April Fools’ Day also quietly assumes that everyone enjoys being the butt of a joke. Newsflash: some of us DO NOT. Some of us like our days predictable, our coffee unaltered, and our relationships built on a baseline level of honesty that does not require disclaimers.
There’s also something oddly juvenile about it. Not in a nostalgic, 'childhood fun' kind of way—but in a 'we’re all adults, why are we still doing this?' kind of way. Bills are due. Orders are piling up. Life is already annoying enough without someone taping your mouse sensor or pretending your car got towed. And yet, if you don’t participate, suddenly you’re labeled as 'no fun'. Which is unfair and truly makes me even more angry. Because opting out of manufactured jokes is not a personality defect—it’s a preference.
Some people like roller coasters; others prefer solid ground. April Fools’ Day is an emotional roller coaster no one asked to ride. The worst part, though, is the erosion of trust—even if it’s temporary. For one day, everything becomes questionable. Is that message real? Is this situation serious? Are you joking right now? It creates this low-level skepticism that lingers just long enough to make the entire day feel completely off. And maybe that’s the real reason I hate it. Life already hands us enough unexpected twists, miscommunications, and genuine surprises. We don’t need to manufacture more of them for entertainment. There is nothing wrong with choosing sincerity over trickery, peace amidst turmoil, and humor that doesn’t rely on someone else being confused or uncomfortable.

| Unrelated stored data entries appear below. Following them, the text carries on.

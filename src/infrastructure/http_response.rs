// HTTP response utilities for JSON+Brotli encoding
use async_compression::tokio::bufread::BrotliEncoder;
use axum::{
    body::Body,
    http::{HeaderMap, HeaderValue, Response, StatusCode, header},
};
use serde::Serialize;
use tokio::io::AsyncReadExt;

/// Whether the client advertised Brotli in `Accept-Encoding`. `br;q=0` is a refusal.
pub fn accepts_brotli(headers: &HeaderMap) -> bool {
    headers
        .get(header::ACCEPT_ENCODING)
        .and_then(|v| v.to_str().ok())
        .map(|s| {
            s.split(',').any(|enc| {
                let mut parts = enc.split(';').map(str::trim);
                parts.next() == Some("br") && quality(parts) > 0.0
            })
        })
        .unwrap_or(false)
}

/// `q` weight of one encoding entry; absent means 1
fn quality<'a>(params: impl Iterator<Item = &'a str>) -> f32 {
    params
        .filter_map(|p| p.strip_prefix("q=").or_else(|| p.strip_prefix("Q=")))
        .find_map(|q| q.trim().parse().ok())
        .unwrap_or(1.0)
}

async fn brotli(bytes: Vec<u8>) -> std::io::Result<Vec<u8>> {
    let cursor = std::io::Cursor::new(bytes);
    let mut encoder = BrotliEncoder::new(cursor);
    let mut compressed = Vec::new();
    encoder.read_to_end(&mut compressed).await?;
    Ok(compressed)
}

/// Serialize `data` to JSON with optional Brotli compression
pub async fn json_response<T: Serialize>(
    status: StatusCode,
    data: &T,
    compress: bool,
) -> Result<Response<Body>, StatusCode> {
    let json_bytes = serde_json::to_vec(data).map_err(|e| {
        tracing::error!("JSON serialization error: {}", e);
        StatusCode::INTERNAL_SERVER_ERROR
    })?;

    let (body_bytes, content_encoding) = if compress {
        let compressed = brotli(json_bytes.clone()).await.map_err(|e| {
            tracing::error!("Brotli compression error: {}", e);
            StatusCode::INTERNAL_SERVER_ERROR
        })?;
        tracing::debug!(
            "Compressed: {} → {} bytes ({:.1}% reduction)",
            json_bytes.len(),
            compressed.len(),
            (1.0 - compressed.len() as f64 / json_bytes.len().max(1) as f64) * 100.0
        );
        (compressed, Some("br"))
    } else {
        (json_bytes, None)
    };

    let mut response_builder = Response::builder()
        .status(status)
        .header(header::CONTENT_TYPE, "application/json")
        .header(header::CONTENT_LENGTH, HeaderValue::from(body_bytes.len()));

    if let Some(encoding) = content_encoding {
        response_builder = response_builder
            .header(header::CONTENT_ENCODING, encoding)
            .header(header::VARY, "accept-encoding");
    }

    response_builder.body(Body::from(body_bytes)).map_err(|e| {
        tracing::error!("Response build error: {}", e);
        StatusCode::INTERNAL_SERVER_ERROR
    })
}
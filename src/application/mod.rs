// Application layer - Use cases and the collaborator traits they depend on
pub mod catalog_service;
pub mod chart_assembler;
pub mod filter;
pub mod panel;
pub mod panel_service;
pub mod table;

So no, I won’t be pranking anyone. I won’t be laughing at fake-out announcements or pretending I enjoy the collective weirdness of the day. I’ll be over here, minding my business, double-checking everything out of sheer survival instinct, and waiting patiently for April 2nd—when everyone suddenly remembers how to act normal again.
And honestly? That’s the only joke I’m interested in.
love, kate
Origins of April Fools' Day
Some historians speculate that April Fools' Day dates back to 1582, when France switched from the Julian calendar to the Gregorian calendar. People who were slow to get the news or failed to recognize that the start of the new year had moved to January 1 and continued to celebrate it during the last week of March through April 1 became the butt of jokes and hoaxes and were called “April fools.”